Mais uma vez recorro ao livro Cãosenso, de Bradshaw, que ressalta a alta exigência que temos com os nossos cães, “muitos cães mascotes vivem em ambientes urbanos circunscritos, e espera-se, ao mesmo tempo, que se comportem melhor que a média das crianças e que sejam tão confiáveis quanto os adultos. Como se essas novas obrigações não fossem suficientes, muitos cachorros ainda manifestam as adaptações que os tornaram adequados às suas funções originais – traços que agora exigimos que abandonem como se nunca tivessem existido. O collie que pastoreia as ovelhas é melhor amigo do pastor; o collie doméstico, que tenta pastorear as crianças e persegue bicicletas, é um pesadelo para o seu dono” (p. 18). Um cão que apresenta um comportamento que não agrada seus tutores pode facilmente ser deixado para trás, porque as pessoas não estão dispostas a tentar educá-lo e, assim, de uma hora para outra, o cãozinho que alegrava a família torna-se um grande problema, e a solução mais fácil é doá-lo. Como pudemos ver, o abandono ainda é bem comum, embora pareça irreal para algumas pessoas.

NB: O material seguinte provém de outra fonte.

//! 小端字节记录的写入与读取游标

use bytes::{Buf, BufMut, Bytes, BytesMut};

use crate::errors::{GraphError, Result};

/// Little-endian record builder.
#[derive(Debug, Default, Clone)]
pub struct Datagram {
    buf: BytesMut,
}

impl Datagram {
    #[must_use]
    pub fn new() -> Self {
        Self::default()
    }

    #[must_use]
    pub fn len(&self) -> usize {
        self.buf.len()
    }

    #[must_use]
    pub fn is_empty(&self) -> bool {
        self.buf.is_empty()
    }

    pub fn add_u8(&mut self, value: u8) {
        self.buf.put_u8(value);
    }

    pub fn add_u16(&mut self, value: u16) {
        self.buf.put_u16_le(value);
    }

    pub fn add_u32(&mut self, value: u32) {
        self.buf.put_u32_le(value);
    }

    pub fn add_i32(&mut self, value: i32) {
        self.buf.put_i32_le(value);
    }

    pub fn add_f32(&mut self, value: f32) {
        self.buf.put_f32_le(value);
    }

    /// 字符串按 `u16` 长度加 UTF-8 字节写入
    pub fn add_string(&mut self, value: &str) {
        debug_assert!(value.len() <= usize::from(u16::MAX));
        self.buf.put_u16_le(value.len() as u16);
        self.buf.put_slice(value.as_bytes());
    }

    pub fn add_bytes(&mut self, bytes: &[u8]) {
        self.buf.put_slice(bytes);
    }

    #[must_use]
    pub fn as_slice(&self) -> &[u8] {
        &self.buf
    }

    #[must_use]
    pub fn freeze(self) -> Bytes {
        self.buf.freeze()
    }
}

/// Read cursor over a frozen datagram.
#[derive(Debug, Clone)]
pub struct DatagramIter {
    buf: Bytes,
}

impl DatagramIter {
    #[must_use]
    pub fn new(bytes: Bytes) -> Self {
        Self { buf: bytes }
    }

    #[must_use]
    pub fn remaining(&self) -> usize {
        self.buf.remaining()
    }

    fn need(&self, needed: usize) -> Result<()> {
        if self.buf.remaining() < needed {
            return Err(GraphError::DatagramUnderflow {
                needed,
                remaining: self.buf.remaining(),
            });
        }
        Ok(())
    }

    pub fn get_u8(&mut self) -> Result<u8> {
        self.need(1)?;
        Ok(self.buf.get_u8())
    }

    pub fn get_u16(&mut self) -> Result<u16> {
        self.need(2)?;
        Ok(self.buf.get_u16_le())
    }

    pub fn get_u32(&mut self) -> Result<u32> {
        self.need(4)?;
        Ok(self.buf.get_u32_le())
    }

    pub fn get_i32(&mut self) -> Result<i32> {
        self.need(4)?;
        Ok(self.buf.get_i32_le())
    }

    pub fn get_f32(&mut self) -> Result<f32> {
        self.need(4)?;
        Ok(self.buf.get_f32_le())
    }

    pub fn get_string(&mut self) -> Result<String> {
        let len = usize::from(self.get_u16()?);
        self.need(len)?;
        let bytes = self.buf.split_to(len);
        Ok(String::from_utf8(bytes.to_vec())?)
    }

    /// 切出接下来 `len` 字节作为一个独立的子游标
    pub fn split_record(&mut self, len: usize) -> Result<DatagramIter> {
        self.need(len)?;
        Ok(DatagramIter {
            buf: self.buf.split_to(len),
        })
    }
}

#[cfg(test)]
mod tests {
    use super::*;

    #[test]
    fn round_trips_scalars_and_strings() {
        let mut dg = Datagram::new();
        dg.add_u8(7);
        dg.add_u16(300);
        dg.add_u32(70_000);
        dg.add_i32(-5);
        dg.add_string("root");

        let mut iter = DatagramIter::new(dg.freeze());
        assert_eq!(iter.get_u8().unwrap(), 7);
        assert_eq!(iter.get_u16().unwrap(), 300);
        assert_eq!(iter.get_u32().unwrap(), 70_000);
        assert_eq!(iter.get_i32().unwrap(), -5);
        assert_eq!(iter.get_string().unwrap(), "root");
        assert_eq!(iter.remaining(), 0);
    }

    #[test]
    fn underflow_is_an_error() {
        let mut dg = Datagram::new();
        dg.add_u8(1);
        let mut iter = DatagramIter::new(dg.freeze());
        assert!(iter.get_u32().is_err());
    }
}
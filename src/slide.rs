//! The Slide type: one page of the finished deck.

/// One slide of text, ready for a renderer.
///
/// `text` is newline-delimited: each line break separates two merged
/// segments (or two wrapped lines, for a forced split). `flagged` marks
/// slides produced by cutting an oversized segment into line-bounded
/// chunks rather than by natural grouping.
///
/// ```rust
/// use scriptdeck::Slide;
///
/// let slide = Slide::new("첫 문장입니다.\n둘째 문장입니다.", false);
/// assert_eq!(slide.lines().count(), 2);
/// assert!(!slide.flagged);
/// ```
#[derive(Debug, Clone, PartialEq, Eq, Default)]
#[cfg_attr(feature = "serde", derive(serde::Serialize, serde::Deserialize))]
pub struct Slide {
    /// The slide text, newline-delimited.
    pub text: String,
    /// Whether this slide came from a forced size-driven split and needs review.
    pub flagged: bool,
}

impl Slide {
    /// Create a new slide.
    #[must_use]
    pub fn new(text: impl Into<String>, flagged: bool) -> Self {
        Self {
            text: text.into(),
            flagged,
        }
    }

    /// An unflagged slide.
    #[must_use]
    pub fn natural(text: impl Into<String>) -> Self {
        Self::new(text, false)
    }

    /// A flagged slide.
    #[must_use]
    pub fn forced(text: impl Into<String>) -> Self {
        Self::new(text, true)
    }

    /// The placeholder deck returned for input with no content.
    #[must_use]
    pub fn empty_deck() -> Vec<Self> {
        vec![Self::default()]
    }

    /// Whether this slide has no text.
    #[must_use]
    pub fn is_empty(&self) -> bool {
        self.text.is_empty()
    }

    /// The newline-separated lines of this slide.
    pub fn lines(&self) -> std::str::Lines<'_> {
        self.text.lines()
    }
}

impl std::fmt::Display for Slide {
    fn fmt(&self, f: &mut std::fmt::Formatter<'_>) -> std::fmt::Result {
        if self.flagged {
            write!(f, "[needs review]\n{}", self.text)
        } else {
            f.write_str(&self.text)
        }
    }
}

/// Whether any slide in the deck needs review.
pub fn any_flagged(slides: &[Slide]) -> bool {
    slides.iter().any(|s| s.flagged)
}

/// Zero-based positions of flagged slides.
pub fn flagged_positions(slides: &[Slide]) -> Vec<usize> {
    slides
        .iter()
        .enumerate()
        .filter(|(_, s)| s.flagged)
        .map(|(i, _)| i)
        .collect()
}
//! Similarity grouping: pack merged segments into slides.
//!
//! Two forces decide where a slide ends:
//!
//! 1. **Line budget**: a slide holds at most `max_lines` wrapped lines.
//! 2. **Topic**: adjacent segments whose embeddings drift apart start a new
//!    slide even when there is room left.
//!
//! ```text
//! Segments:   [S1]   [S2]   [S3]   [S4]
//! Lines:       1      2      1      1        max_lines = 4
//! sim(i-1,i):  -     0.92   0.91   0.40      threshold = 0.85
//!                                   ^ topic shift
//!
//! Slides: [S1 S2 S3] [S4]
//! ```
//!
//! ## Oversized Segments
//!
//! A segment that alone needs more than `max_lines` lines cannot fit
//! anywhere. It is word-wrapped and cut into chunks of `max_lines` lines,
//! each emitted as a flagged slide for human review:
//!
//! ```text
//! max_lines = 4, segment wraps to 10 lines
//! -> [lines 1-4] [lines 5-8] [lines 9-10]   (all flagged)
//! ```
//!
//! ## Approximation
//!
//! Similarity is measured against the immediately preceding segment, not
//! against the slide built so far. The comparison is strict: a similarity
//! exactly equal to the threshold keeps segments together.
//!
//! All embeddings are computed up front in one batched call.

use crate::config::LineBudget;
use crate::embed::{cosine_similarity, encode_all, Embedder};
use crate::lines::wrap;
use crate::{Result, Slide};

/// Accumulates segments for the slide under construction.
#[derive(Debug, Default)]
struct SlideBuilder {
    text: String,
    lines: usize,
}

impl SlideBuilder {
    fn push(&mut self, segment: &str, lines: usize) {
        if !self.text.is_empty() {
            self.text.push('\n');
        }
        self.text.push_str(segment);
        self.lines += lines;
    }

    /// Emit the current slide, if any, and reset.
    fn flush_into(&mut self, slides: &mut Vec<Slide>) {
        let text = std::mem::take(&mut self.text);
        self.lines = 0;
        let trimmed = text.trim();
        if !trimmed.is_empty() {
            slides.push(Slide::natural(trimmed));
        }
    }
}

/// Word-wrap an oversized segment and cut it into flagged slides of at most
/// `max_lines` lines each.
pub(crate) fn force_split(segment: &str, budget: LineBudget) -> Vec<Slide> {
    wrap(segment, budget.max_chars())
        .chunks(budget.max_lines())
        .map(|chunk| Slide::forced(chunk.join("\n")))
        .collect()
}

/// Group merged segments into slides.
///
/// Empty input returns the single empty-slide sentinel without calling the
/// embedder. Input made only of blank segments also yields the sentinel.
///
/// # Errors
///
/// Returns an error if the embedder fails or returns the wrong number of
/// vectors. No partial deck is produced.
///
/// ## Example
///
/// ```rust
/// use scriptdeck::{group_segments, LineBudget, Result};
///
/// let same_topic = |texts: &[String]| -> Result<Vec<Vec<f32>>> {
///     Ok(texts.iter().map(|_| vec![1.0, 0.0]).collect())
/// };
/// let segments = vec!["첫 문장입니다.".to_string(), "둘째 문장입니다.".to_string()];
///
/// let slides = group_segments(&segments, LineBudget::new(4, 18)?, &same_topic, 0.85)?;
/// assert_eq!(slides.len(), 1);
/// assert_eq!(slides[0].text, "첫 문장입니다.\n둘째 문장입니다.");
/// # Ok::<(), scriptdeck::Error>(())
/// ```
pub fn group_segments(
    segments: &[String],
    budget: LineBudget,
    embedder: &dyn Embedder,
    threshold: f32,
) -> Result<Vec<Slide>> {
    if segments.is_empty() {
        return Ok(Slide::empty_deck());
    }

    let embeddings = encode_all(embedder, segments)?;

    let mut slides = Vec::new();
    let mut current = SlideBuilder::default();

    for (i, segment) in segments.iter().enumerate() {
        let lines = budget.estimate(segment);

        if !budget.fits(lines) {
            current.flush_into(&mut slides);
            let chunks = force_split(segment, budget);
            log::warn!(
                "segment {i} needs {lines} lines (max {}), forced into {} flagged slides",
                budget.max_lines(),
                chunks.len()
            );
            slides.extend(chunks);
            continue;
        }

        let similar =
            !(i > 0 && cosine_similarity(&embeddings[i - 1], &embeddings[i]) < threshold);

        if similar && !budget.would_overflow(current.lines, lines) {
            current.push(segment, lines);
        } else {
            current.flush_into(&mut slides);
            current.push(segment, lines);
        }
    }

    current.flush_into(&mut slides);

    if slides.is_empty() {
        // Only blank segments
        return Ok(Slide::empty_deck());
    }

    log::debug!("grouped {} segments into {} slides", segments.len(), slides.len());

    Ok(slides)
}
//! fastembed-backed [`Embedder`].
//!
//! Scripts are mostly Korean, so the default model is a multilingual one
//! (`multilingual-e5-small`, 384 dimensions) rather than fastembed's
//! English-only default.
//!
//! Loading a model takes seconds and may download weights on first use.
//! Load it once and pass `&FastEmbedder` to every call:
//!
//! ```rust,ignore
//! use scriptdeck::{segment_into_slides, FastEmbedder};
//!
//! let embedder = FastEmbedder::new()?;
//! for script in scripts {
//!     let slides = segment_into_slides(&script, 4, 18, &embedder, 0.85)?;
//! }
//! ```

use fastembed::{EmbeddingModel, InitOptions, TextEmbedding};

use crate::{Embedder, Error, Result};

/// Sentence embeddings from a local ONNX model.
pub struct FastEmbedder {
    model: TextEmbedding,
    name: String,
}

impl FastEmbedder {
    /// Load the default multilingual model.
    ///
    /// # Errors
    ///
    /// Returns an error if the embedding model fails to load.
    pub fn new() -> Result<Self> {
        Self::with_model(EmbeddingModel::MultilingualE5Small)
    }

    /// Load a specific fastembed model.
    ///
    /// # Errors
    ///
    /// Returns an error if the embedding model fails to load.
    pub fn with_model(model: EmbeddingModel) -> Result<Self> {
        let name = format!("{model:?}");
        log::info!("loading embedding model {name}");

        let options = InitOptions::new(model).with_show_download_progress(false);
        let model = TextEmbedding::try_new(options).map_err(|e| Error::Embedding(e.to_string()))?;

        Ok(Self { model, name })
    }
}

impl Embedder for FastEmbedder {
    fn encode(&self, texts: &[String]) -> Result<Vec<Vec<f32>>> {
        if texts.is_empty() {
            return Ok(vec![]);
        }
        self.model
            .embed(texts.to_vec(), None)
            .map_err(|e| Error::Embedding(e.to_string()))
    }
}

impl std::fmt::Debug for FastEmbedder {
    fn fmt(&self, f: &mut std::fmt::Formatter<'_>) -> std::fmt::Result {
        f.debug_struct("FastEmbedder")
            .field("model", &self.name)
            .finish_non_exhaustive()
    }
}
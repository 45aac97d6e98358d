//! Error types for scriptdeck.

/// Errors that can occur while segmenting a script into slides.
#[derive(Debug, thiserror::Error)]
pub enum Error {
    /// Line budget with zero lines or zero columns.
    #[error("invalid line budget: {max_lines} lines x {max_chars} chars (both must be > 0)")]
    InvalidLineBudget {
        /// Requested lines per slide.
        max_lines: usize,
        /// Requested characters per line.
        max_chars: usize,
    },

    /// Similarity threshold outside `[0, 1]`.
    #[error("invalid similarity threshold: {0} (must be within 0.0..=1.0)")]
    InvalidThreshold(f32),

    /// Segment length cap must be > 0.
    #[error("invalid segment length cap: {0} (must be > 0)")]
    InvalidSegmentLength(usize),

    /// Embedding model error.
    #[error("embedding error: {0}")]
    Embedding(String),

    /// The embedder returned a different number of vectors than inputs.
    #[error("embedder returned {actual} vectors for {expected} segments")]
    EmbeddingCount {
        /// Number of segments sent to the embedder.
        expected: usize,
        /// Number of vectors that came back.
        actual: usize,
    },

    /// Sentence boundary model error.
    #[error("sentence model error: {0}")]
    SentenceModel(String),
}

/// Result type for scriptdeck operations.
pub type Result<T> = std::result::Result<T, Error>;
//! Sentence splitting.
//!
//! Turns one paragraph of script text into sentence-like units.
//!
//! ## Two Paths
//!
//! The primary path asks a [`SentenceModel`] for boundaries. The default model
//! is Unicode Standard Annex #29 (UAX #29) sentence segmentation, which works
//! for Hangul as well as Latin text and already knows about decimals and
//! ellipses:
//!
//! ```text
//! "오늘은 좋은 날입니다. 내일도 좋을 거예요."
//!  -> ["오늘은 좋은 날입니다.", "내일도 좋을 거예요."]
//! ```
//!
//! A model may fail (a remote tokenizer, a model file that didn't load). The
//! splitter never propagates that failure: it logs a warning and falls back
//! to a plain regex cut after `.`, `!` or `?` followed by whitespace.
//!
//! ```text
//! "Hi there! How are you?  Fine."  -> ["Hi there!", "How are you?", "Fine."]
//! ```
//!
//! The fallback keeps the terminator on each piece, so the fragment merger
//! can still see where a sentence properly ended.

use std::sync::{Arc, LazyLock};

use regex::Regex;
use unicode_segmentation::UnicodeSegmentation;

use crate::Result;

/// Terminal punctuation followed by whitespace.
static FALLBACK_BOUNDARY: LazyLock<Regex> =
    LazyLock::new(|| Regex::new(r"[.!?]\s+").unwrap());

/// A sentence boundary model.
///
/// This allows plugging in different backends (UAX #29, a dictionary-based
/// Korean splitter, a remote service).
pub trait SentenceModel: Send + Sync {
    /// Split `text` into sentences.
    ///
    /// # Errors
    ///
    /// Returns an error if the model cannot process the text. The
    /// [`SentenceSplitter`] recovers from it with the regex fallback.
    fn split(&self, text: &str) -> Result<Vec<String>>;
}

/// UAX #29 sentence boundaries via `unicode-segmentation`.
#[derive(Debug, Clone, Copy, Default)]
pub struct UnicodeSentences;

impl SentenceModel for UnicodeSentences {
    fn split(&self, text: &str) -> Result<Vec<String>> {
        Ok(text
            .split_sentence_bounds()
            .map(str::trim)
            .filter(|s| !s.is_empty())
            .map(str::to_string)
            .collect())
    }
}

/// Split on `.`/`!`/`?` followed by whitespace, keeping the terminator.
///
/// ```rust
/// use scriptdeck::regex_split;
///
/// assert_eq!(regex_split("One. Two!  Three"), vec!["One.", "Two!", "Three"]);
/// assert!(regex_split("  ").is_empty());
/// ```
pub fn regex_split(text: &str) -> Vec<String> {
    let mut sentences = Vec::new();
    let mut start = 0;

    for m in FALLBACK_BOUNDARY.find_iter(text) {
        // The terminator is one ASCII byte
        let end = m.start() + 1;
        sentences.push(&text[start..end]);
        start = m.end();
    }
    sentences.push(&text[start..]);

    sentences
        .into_iter()
        .map(str::trim)
        .filter(|s| !s.is_empty())
        .map(str::to_string)
        .collect()
}

/// Sentence splitter with a model-backed primary path and a regex fallback.
///
/// ## Example
///
/// ```rust
/// use scriptdeck::SentenceSplitter;
///
/// let splitter = SentenceSplitter::default();
/// let sentences = splitter.split("오늘은 좋은 날입니다. 내일도 좋을 거예요.");
///
/// assert_eq!(sentences, vec!["오늘은 좋은 날입니다.", "내일도 좋을 거예요."]);
/// assert!(splitter.split("   \n ").is_empty());
/// ```
#[derive(Clone)]
pub struct SentenceSplitter {
    model: Arc<dyn SentenceModel>,
}

impl SentenceSplitter {
    /// Create a splitter backed by a specific model.
    pub fn new(model: Arc<dyn SentenceModel>) -> Self {
        Self { model }
    }

    /// Split a paragraph into trimmed, non-empty sentences.
    ///
    /// Blank input yields an empty vector. Model failures are logged and
    /// recovered with [`regex_split`].
    pub fn split(&self, text: &str) -> Vec<String> {
        if text.trim().is_empty() {
            return vec![];
        }

        match self.model.split(text) {
            Ok(sentences) => {
                let sentences: Vec<String> = sentences
                    .into_iter()
                    .map(|s| s.trim().to_string())
                    .filter(|s| !s.is_empty())
                    .collect();
                if sentences.is_empty() {
                    log::debug!(
                        "sentence model returned nothing for non-blank text, using regex split"
                    );
                    regex_split(text)
                } else {
                    sentences
                }
            }
            Err(e) => {
                log::warn!("sentence model failed ({e}), using regex split");
                regex_split(text)
            }
        }
    }
}

impl Default for SentenceSplitter {
    fn default() -> Self {
        Self::new(Arc::new(UnicodeSentences))
    }
}

impl std::fmt::Debug for SentenceSplitter {
    fn fmt(&self, f: &mut std::fmt::Formatter<'_>) -> std::fmt::Result {
        f.debug_struct("SentenceSplitter").finish_non_exhaustive()
    }
}
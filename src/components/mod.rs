//! Leptos UI components for the landing page.
//!
//! Each page section is its own `#[component]` function, composed by
//! [`PageDocument`] into the complete HTML document.
//!
//! # Component Hierarchy
//!
//! ```text
//! PageDocument
//! ├── Hero
//! ├── Features
//! │   └── FeatureCard (x3, literal)
//! └── Footer
//! ```

mod document;
mod features;
mod footer;
mod hero;

pub use document::PageDocument;
pub use features::Features;
pub use footer::Footer;
pub use hero::Hero;
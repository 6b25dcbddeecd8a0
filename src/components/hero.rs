//! Hero section - headline, subtitle, and the primary calls to action.

use leptos::prelude::*;

/// Top banner with the main headline and two call-to-action buttons.
///
/// The buttons are deliberately inert: no handlers exist anywhere on this
/// page, so activating them does nothing observable.
#[component]
pub fn Hero() -> impl IntoView {
    view! {
        <section class="hero">
            <div class="hero-content">
                <h1 class="hero-title">
                    "Welcome to Our Amazing Platform"
                </h1>
                <p class="hero-subtitle">
                    "Build faster, scale better, and innovate with confidence using our cutting-edge tools and services."
                </p>
                <div class="hero-actions">
                    <button class="btn btn-primary">
                        "Get Started"
                    </button>
                    <button class="btn btn-secondary">
                        "Learn More"
                    </button>
                </div>
            </div>
            <div class="hero-visual">
                <div class="hero-placeholder">
                    "🚀"
                </div>
            </div>
        </section>
    }
}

Márcia Colla, presidente do GPA – Grupo de Proteção do Vale do Ribeira – ressaltou o tema da adoção consciente em um texto que fez para uma campanha contra o abandono.
“Quando adotamos um animal de estimação, estabelecemos com ele um vínculo poderoso, uma relação duradoura de talvez, 15 a 20 anos. Neste tempo, assumimos uma série de responsabilidades, e a principal é a de protegê-lo até o fim. Os cães crescem, se transformam de filhotinhos fofos e inofensivos a enormes, enlouquecidos e potenciais destruidores de plantas, sapatos e jardins. As pessoas precisam entender a real responsabilidade de ter um animal e não podem tratá-los como objetos, desfazendo-se deles diante do primeiro obstáculo. Até certo momento eles são tudo na vida de alguém até que comecem a causar problemas. Até que adoeça, até que comece a latir demais, até que morda alguém, até que faça xixi no tapete, até que destrua seu sapato… A partir daí, passa a ser um problema, e como todo problema, tende a ser dispensado”.
Por isso, pense muito bem antes de colocar uma vida em sua vida!
Referências
CORONATO, M. 3 comportamentos péssimos que levam ao abandono de animais, medidos pelo Ibope. Época, 13 de Jun. 2016. Disponível em: <http://epoca.globo.com/vida/noticia/2016/06/3-comportamentos-pessimos-que-levam-ao-abandono-de-animais-segundo-o-ibope.html>. acesso em 03 de Jul.2016.
BRADSHAW, B. Cão senso. Rio de janeiro: Record. 2012.